Locate the line bearing "let bytes: [u8; 20] = bytes" in the material below, then reproduce it and each following line up to and including the line bearing "Strips a leading".
#### Data excerpts ####
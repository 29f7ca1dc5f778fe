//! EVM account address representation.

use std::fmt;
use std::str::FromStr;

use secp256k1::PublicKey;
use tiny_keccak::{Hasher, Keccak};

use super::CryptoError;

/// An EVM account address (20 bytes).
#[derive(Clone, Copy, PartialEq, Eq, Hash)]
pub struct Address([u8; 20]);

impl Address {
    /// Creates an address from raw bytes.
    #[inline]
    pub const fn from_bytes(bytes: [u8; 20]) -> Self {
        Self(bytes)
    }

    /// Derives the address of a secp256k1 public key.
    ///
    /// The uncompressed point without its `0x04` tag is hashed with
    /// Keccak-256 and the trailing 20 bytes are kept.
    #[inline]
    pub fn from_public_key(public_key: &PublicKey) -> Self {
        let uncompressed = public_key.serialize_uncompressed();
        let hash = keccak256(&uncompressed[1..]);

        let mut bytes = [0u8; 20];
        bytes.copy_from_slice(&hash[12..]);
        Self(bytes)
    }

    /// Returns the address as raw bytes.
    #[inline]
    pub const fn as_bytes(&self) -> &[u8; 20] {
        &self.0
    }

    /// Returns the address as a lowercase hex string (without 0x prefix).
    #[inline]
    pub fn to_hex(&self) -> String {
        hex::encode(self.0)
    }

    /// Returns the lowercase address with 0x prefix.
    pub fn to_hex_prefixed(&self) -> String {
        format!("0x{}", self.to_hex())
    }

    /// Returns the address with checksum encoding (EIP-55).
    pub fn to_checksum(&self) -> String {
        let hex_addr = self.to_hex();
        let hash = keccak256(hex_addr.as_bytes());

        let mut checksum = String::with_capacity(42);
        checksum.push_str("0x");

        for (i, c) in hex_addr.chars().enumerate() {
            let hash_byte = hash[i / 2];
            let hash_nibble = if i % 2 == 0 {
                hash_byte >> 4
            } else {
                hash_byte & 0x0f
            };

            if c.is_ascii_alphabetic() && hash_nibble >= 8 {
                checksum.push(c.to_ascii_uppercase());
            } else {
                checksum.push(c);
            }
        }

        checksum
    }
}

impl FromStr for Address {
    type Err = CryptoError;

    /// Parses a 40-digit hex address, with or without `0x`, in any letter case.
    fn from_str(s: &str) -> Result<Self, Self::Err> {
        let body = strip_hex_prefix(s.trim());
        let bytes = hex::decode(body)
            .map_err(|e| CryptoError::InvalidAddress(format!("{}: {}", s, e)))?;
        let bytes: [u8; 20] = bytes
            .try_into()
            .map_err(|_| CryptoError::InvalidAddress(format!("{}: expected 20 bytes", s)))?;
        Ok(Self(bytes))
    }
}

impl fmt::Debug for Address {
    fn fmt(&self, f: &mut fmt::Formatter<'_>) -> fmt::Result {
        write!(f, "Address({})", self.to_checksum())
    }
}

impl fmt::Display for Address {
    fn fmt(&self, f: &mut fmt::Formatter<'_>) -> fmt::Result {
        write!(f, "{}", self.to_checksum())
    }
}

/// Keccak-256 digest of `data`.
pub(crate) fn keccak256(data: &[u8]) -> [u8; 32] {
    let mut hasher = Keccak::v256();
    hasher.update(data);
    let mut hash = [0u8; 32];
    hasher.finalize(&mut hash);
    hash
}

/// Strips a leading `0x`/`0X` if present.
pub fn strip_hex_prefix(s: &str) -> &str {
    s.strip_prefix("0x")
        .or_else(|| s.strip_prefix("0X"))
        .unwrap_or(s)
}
####
| Response for this exercise |
        let bytes: [u8; 20] = bytes
            .try_into()
            .map_err(|_| CryptoError::InvalidAddress(format!("{}: expected 20 bytes", s)))?;
        Ok(Self(bytes))
    }
}

impl fmt::Debug for Address {
    fn fmt(&self, f: &mut fmt::Formatter<'_>) -> fmt::Result {
        write!(f, "Address({})", self.to_checksum())
    }
}

impl fmt::Display for Address {
    fn fmt(&self, f: &mut fmt::Formatter<'_>) -> fmt::Result {
        write!(f, "{}", self.to_checksum())
    }
}

/// Keccak-256 digest of `data`.
pub(crate) fn keccak256(data: &[u8]) -> [u8; 32] {
    let mut hasher = Keccak::v256();
    hasher.update(data);
    let mut hash = [0u8; 32];
    hasher.finalize(&mut hash);
    hash
}

/// Strips a leading `0x`/`0X` if present.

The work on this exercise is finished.